RECORDED INFORMATION |
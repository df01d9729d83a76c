use std::{fmt::Debug, ops::Add};

use num::{One, Zero};

use super::Key;

macro_rules! auto_impl {
    ($trait:ty, $($type:ty)*) => ($(
        impl $trait for $type {}
    )*)
}

/// A user value attached to every edge of a graph.
pub trait EdgeData: Copy + Clone + Default + Debug + 'static {}
auto_impl!(EdgeData, () u8 i8 u16 i16 u32 i32 u64 i64 u128 i128 f32 f64 usize);

/// A numeric measure accumulated along paths, usable as an edge weight or a
/// path distance. Signed types are allowed so that Bellman-Ford can work with
/// negative weights.
pub trait EdgeWeight: EdgeData + Ord + Add<Self> + Zero + One {}
auto_impl!(EdgeWeight, u8 i8 u16 i16 u32 i32 u64 i64 u128 i128 usize);

/// An edge description used as construction input.
///
/// Implemented for `(source, target)` and `(source, target, value)` tuples so
/// that plain tuple slices can feed the graph constructors.
pub trait Edge<K: Key, EV: EdgeData>: Copy + Clone {
    fn source(&self) -> K;
    fn target(&self) -> K;
    fn value(&self) -> EV;
}

impl<K: Key, EV: EdgeData> Edge<K, EV> for (K, K, EV) {
    fn source(&self) -> K {
        self.0
    }

    fn target(&self) -> K {
        self.1
    }

    fn value(&self) -> EV {
        self.2
    }
}

impl<K: Key, EV: EdgeData> Edge<K, EV> for &(K, K, EV) {
    fn source(&self) -> K {
        self.0
    }

    fn target(&self) -> K {
        self.1
    }

    fn value(&self) -> EV {
        self.2
    }
}

impl<K: Key> Edge<K, ()> for (K, K) {
    fn source(&self) -> K {
        self.0
    }

    fn target(&self) -> K {
        self.1
    }

    fn value(&self) {}
}

impl<K: Key> Edge<K, ()> for &(K, K) {
    fn source(&self) -> K {
        self.0
    }

    fn target(&self) -> K {
        self.1
    }

    fn value(&self) {}
}

/// One observation of a stored edge, as produced by the access protocol.
///
/// `id` is the edge's stable identity inside its container: the position in
/// the edge set for the compressed adjacency array, the slab index for the
/// undirected adjacency list. When an edge is observed through a vertex's
/// incidence range, `source` is the owning vertex and `target` the far
/// endpoint; an undirected edge therefore appears with both orientations,
/// once per endpoint, under the same `id`.
#[derive(Clone, Copy, Debug, PartialEq)]
pub struct EdgeRef<K: Key, EV: EdgeData> {
    pub id: K,
    pub source: K,
    pub target: K,
    pub value: EV,
}

impl<K: Key, EV: EdgeData> EdgeRef<K, EV> {
    /// The `(source key, target key)` pair.
    pub fn key(&self) -> (K, K) {
        (self.source, self.target)
    }

    /// The endpoint opposite `vertex`.
    pub fn other(&self, vertex: K) -> K {
        if self.source == vertex {
            self.target
        } else {
            self.source
        }
    }
}
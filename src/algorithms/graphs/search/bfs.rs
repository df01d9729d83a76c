use std::{collections::VecDeque, marker::PhantomData};

use fixedbitset::FixedBitSet;

use crate::data_structures::{
    graphs::{EdgeData, EdgeRef, Graph, UndirectedGraph},
    Key,
};

use super::{EdgeVisit, VertexVisit};

/// Lazy breadth-first walk over the vertices reachable from a seed.
///
/// Every reachable vertex is produced exactly once, in layer order: the seed
/// at depth 1, then all its unvisited neighbors at depth 2, and so on. Depths
/// are non-decreasing over the walk. Single-pass; the graph must not be
/// mutated while the range is alive.
pub struct BfsVertexRange<'a, G, K, EV>
where
    G: Graph<K, EV> + ?Sized,
    K: Key,
    EV: EdgeData,
{
    graph: &'a G,
    queue: VecDeque<(K, usize)>,
    visited: FixedBitSet,
    _phantom: PhantomData<EV>,
}

impl<'a, G, K, EV> BfsVertexRange<'a, G, K, EV>
where
    G: Graph<K, EV> + ?Sized,
    K: Key,
    EV: EdgeData,
{
    pub fn new(graph: &'a G, seed: K) -> Self {
        let mut visited = FixedBitSet::with_capacity(graph.num_vertices().index());
        visited.insert(seed.index());

        let mut queue = VecDeque::new();
        queue.push_back((seed, 1));

        Self {
            graph,
            queue,
            visited,
            _phantom: PhantomData,
        }
    }
}

impl<K, G, EV> Iterator for BfsVertexRange<'_, G, K, EV>
where
    G: Graph<K, EV> + ?Sized,
    K: Key,
    EV: EdgeData,
{
    type Item = VertexVisit<K>;

    fn next(&mut self) -> Option<Self::Item> {
        let (vertex, depth) = self.queue.pop_front()?;

        for e in self.graph.out_edges(vertex) {
            if !self.visited.contains(e.target.index()) {
                self.visited.insert(e.target.index());
                self.queue.push_back((e.target, depth + 1));
            }
        }

        Some(VertexVisit { vertex, depth })
    }
}

/// A frame of the breadth-first edge walk: a discovered vertex, the rest of
/// its incidence range, the edge it was discovered through, and its layer.
struct BfsFrame<'a, K: Key, EV: EdgeData> {
    vertex: K,
    depth: usize,
    edges: Box<dyn Iterator<Item = EdgeRef<K, EV>> + 'a>,
    arrival: Option<K>,
    emitted: bool,
}

/// Lazy breadth-first walk over edges, classifying each emission as a tree
/// edge, a back edge, or a path-end.
///
/// Edges are produced in layer order: all emissions of a vertex's frame carry
/// that vertex's depth. A vertex whose frame produces no edge at all closes a
/// maximal path and emits one path-end. As in [DfsEdgeRange](super::dfs::DfsEdgeRange),
/// the physical arrival edge of a frame is suppressed on undirected graphs
/// and every other edge to a visited vertex is a back edge.
pub struct BfsEdgeRange<'a, G, K, EV>
where
    G: Graph<K, EV> + ?Sized,
    K: Key,
    EV: EdgeData,
{
    graph: &'a G,
    queue: VecDeque<BfsFrame<'a, K, EV>>,
    visited: FixedBitSet,
}

impl<'a, G, K, EV> BfsEdgeRange<'a, G, K, EV>
where
    G: Graph<K, EV> + ?Sized,
    K: Key,
    EV: EdgeData,
{
    pub fn new(graph: &'a G, seed: K) -> Self {
        let mut visited = FixedBitSet::with_capacity(graph.num_vertices().index());
        visited.insert(seed.index());

        let mut queue = VecDeque::new();
        queue.push_back(BfsFrame {
            vertex: seed,
            depth: 1,
            edges: graph.out_edges(seed),
            arrival: None,
            emitted: false,
        });

        Self {
            graph,
            queue,
            visited,
        }
    }
}

impl<K, G, EV> Iterator for BfsEdgeRange<'_, G, K, EV>
where
    G: Graph<K, EV> + ?Sized,
    K: Key,
    EV: EdgeData,
{
    type Item = EdgeVisit<K, EV>;

    fn next(&mut self) -> Option<Self::Item> {
        loop {
            let frame = self.queue.front_mut()?;
            let arrival = frame.arrival;
            let depth = frame.depth;

            match frame.edges.find(|e| Some(e.id) != arrival) {
                Some(e) if !self.visited.contains(e.target.index()) => {
                    frame.emitted = true;
                    self.visited.insert(e.target.index());
                    self.queue.push_back(BfsFrame {
                        vertex: e.target,
                        depth: depth + 1,
                        edges: self.graph.out_edges(e.target),
                        arrival: Some(e.id),
                        emitted: false,
                    });
                    return Some(EdgeVisit::Tree { edge: e, depth });
                }
                Some(e) => {
                    frame.emitted = true;
                    return Some(EdgeVisit::Back { edge: e, depth });
                }
                None => {
                    if let Some(done) = self.queue.pop_front() {
                        if !done.emitted {
                            return Some(EdgeVisit::PathEnd {
                                vertex: done.vertex,
                                depth,
                            });
                        }
                    }
                }
            }
        }
    }
}

/// Whether every vertex is reachable from vertex 0; the empty graph counts
/// as connected.
pub fn is_connected<G, K, EV>(graph: &G) -> bool
where
    G: UndirectedGraph<K, EV> + ?Sized,
    K: Key,
    EV: EdgeData,
{
    if graph.num_vertices().is_zero() {
        return true;
    }
    let discovered = BfsVertexRange::new(graph, K::zero()).count();
    K::new(discovered) == graph.num_vertices()
}
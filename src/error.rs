use thiserror::Error;

/// Error codes surfaced by the capture core.
///
/// The set is deliberately flat: every component speaks the same taxonomy so
/// that a failure can cross the reader/cursor/symbolicator boundaries without
/// translation. Success is `Ok(())`.
#[derive(Debug, Error, Clone, Copy, PartialEq, Eq)]
pub enum Error {
    /// The requested data (section, symbol, method, image) does not exist.
    #[error("requested resource was not found")]
    NotFound,
    /// The data exists but is malformed or inconsistent.
    #[error("data is corrupt or otherwise invalid")]
    Invalid,
    /// Task memory could not be read at the requested address.
    #[error("memory access was denied")]
    AccessDenied,
    /// An internal limit was exhausted (expression stack, state stack).
    #[error("internal resource exhausted")]
    Internal,
    /// The operation is not applicable; a frame reader returning this defers
    /// to the next reader in the cursor's list.
    #[error("unknown or unhandled input")]
    Unknown,
}

pub type Result<T> = std::result::Result<T, Error>;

EXERCISE |
Which lines above include the string "input"? Show them.

RESULT OF THE EXERCISE |
/// An edge description used as construction input.
    #[error("unknown or unhandled input")]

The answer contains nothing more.